Hewlett-Packard Co. reclaimed the title of world’s largest personal computer maker from Dell Inc. last quarter, taking market share and posting a fourfold rise in profit.
Chief Executive Officer Mark Hurd attributed the performance to better customer service as well as job and other cost cuts.
“We’ve had improvements in customer satisfaction, we’ve had improvement in profit, and we’ve gained share,” Hurd said in a telephone interview yesterday after the Palo Alto, California- based company released fourth-quarter results. “It’s really more the fact that all three happened that causes us to be happy.” Hewlett-Packard’s net income jumped to $1.7 billion, or 60 cents a share, and sales rose 7.2 percent to $24.6 billion, surpassing analysts’ expectations. PC shipments rose 10 percent and earnings in the unit surged 68 percent to $336 million, widening the profit margin to its highest level in four years.
Hewlett-Packard’s ability to sell through a network of more than 140,000 retailers including Wal-Mart Stores Inc., rather than relying on online or telephone sales, helped attract U.S. consumers clamoring for notebook PCs, Hurd said.
Those consumers in turn helped the company recapture the top PC spot for the first time since 2003.
‘Steady Improvements’ Benjamin Reitzes, an analyst at UBS AG, today raised his earnings estimates on Hewlett-Packard for the current quarter and the company’s 2007 and 2008 fiscal years. Goldman Sachs Group Inc. analyst Laura Conigliaro raised her estimates on Hewlett- Packard for the second time in a week.
“HP continues to show that its value creation effort has long legs and should result in steady improvements to operating margins, already well ahead of plan,” Conigliaro said in a note to clients.
Shares of Hewlett-Packard, trading near six-year highs, declined 62 cents, or 1.5 percent, to $39.51 at 12:06 p.m. in New York Stock Exchange composite trading. This was the seventh straight quarter that profit exceeded analysts’ estimates.
Hewlett Packard’s total sales in fiscal 2006 passed those of International Business Machines Corp., the world’s biggest computer-services provider. Hewlett-Packard had $91.7 billion in revenue, compared with $89.6 billion at Armonk, New York-based IBM during the past comparable four quarters.

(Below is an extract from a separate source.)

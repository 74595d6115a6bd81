#![allow(dead_code)]

pub mod env;
pub mod images;
pub mod models;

“It hasn’t been our sole objective to be the No. 1 market leader,” said Hurd, who took over as CEO in April 2005. “It’s been our objective to be competitive, to gain share and to do that profitably.” SEC Investigation The results show Hurd’s success in overcoming a scandal into boardroom leaks. Hewlett-Packard yesterday said the U.S. Securities and Exchange Commission stepped up its probe of how the company handled an internal investigation with a formal order that lets the agency issue subpoenas. The Federal Communications Commission yesterday also requested documents from the company.

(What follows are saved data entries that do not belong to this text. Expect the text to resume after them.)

//! A model that parks inside a chosen training step until released.

use std::sync::mpsc::{self, Receiver, Sender};
use std::sync::{Arc, Mutex};

use mregion::training::{
    Evaluation, ModelConfig, ModelError, ModelFactory, ModelRegistry, TrainableModel,
    TrainingExample,
};
use rand::rngs::StdRng;
use serde_json::json;

pub const GATED_ARCHITECTURE: &str = "gated";

pub struct Gate {
    /// Receives the step number once the worker is parked.
    pub reached: Receiver<u64>,
    /// Send (or drop) to let the parked step return.
    pub release: Sender<()>,
}

struct GatedFactory {
    block_at: u64,
    wiring: Mutex<Option<(Sender<u64>, Receiver<()>)>>,
}

impl ModelFactory for GatedFactory {
    fn architecture(&self) -> &str {
        GATED_ARCHITECTURE
    }

    fn build(
        &self,
        _config: &ModelConfig,
        _classes: &[String],
        _rng: &mut StdRng,
    ) -> Result<Box<dyn TrainableModel>, ModelError> {
        let wiring = self.wiring.lock().unwrap().take();
        Ok(Box::new(GatedModel {
            block_at: self.block_at,
            wiring,
            steps: 0,
        }))
    }
}

struct GatedModel {
    block_at: u64,
    wiring: Option<(Sender<u64>, Receiver<()>)>,
    steps: u64,
}

impl TrainableModel for GatedModel {
    fn train_step(
        &mut self,
        _batch: &[&TrainingExample],
        _rng: &mut StdRng,
    ) -> Result<f32, ModelError> {
        self.steps += 1;
        if self.steps == self.block_at {
            if let Some((reached, release)) = &self.wiring {
                let _ = reached.send(self.steps);
                let _ = release.recv();
            }
        }
        Ok(1.0 / self.steps as f32)
    }

    fn evaluate(&mut self, _examples: &[TrainingExample]) -> Result<Evaluation, ModelError> {
        Ok(Evaluation {
            loss: 0.25,
            accuracy: 0.75,
        })
    }

    fn export(&self) -> Result<serde_json::Value, ModelError> {
        Ok(json!({ "steps": self.steps }))
    }
}

/// Registry with the built-in models plus one that blocks at step `block_at`.
pub fn gated_registry(block_at: u64) -> (ModelRegistry, Gate) {
    let (reached_tx, reached_rx) = mpsc::channel();
    let (release_tx, release_rx) = mpsc::channel();
    let mut models = ModelRegistry::default();
    models.register(Arc::new(GatedFactory {
        block_at,
        wiring: Mutex::new(Some((reached_tx, release_rx))),
    }));
    (
        models,
        Gate {
            reached: reached_rx,
            release: release_tx,
        },
    )
}

/// One step per epoch for the small datasets used in these tests.
pub fn gated_config(epochs: u32) -> ModelConfig {
    ModelConfig {
        architecture: GATED_ARCHITECTURE.to_string(),
        epochs,
        batch_size: 256,
        ..ModelConfig::default()
    }
}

The company today said Wachovia Corp. CEO G. Kennedy Thompson, 55, was elected to the board. He fills one of three vacancies left after Chairwoman Patricia Dunn and directors George Keyworth and Thomas Perkins resigned in recent months over the leak probe.
Hurd continues to reap the benefits of a July 2005 plan to eliminate 15,300 jobs, or 10 percent of the workforce, to save $1.9 billion a year. The company cut 4,200 positions in the quarter, bringing the total so far to 14,200.
The savings are preserving profit margins as Hurd slices prices to challenge Round Rock, Texas-based Dell. The companies compete in selling PCs, printers, storage devices and server computers, which run corporate networks and Web sites.
Hewlett-Packard said profit this period excluding some costs will be 60 cents to 62 cents a share on sales of $24.1 billion to $24.3 billion. Nineteen analysts polled by Thomson Financial on average estimate profit of 60 cents and sales of $23.9 billion.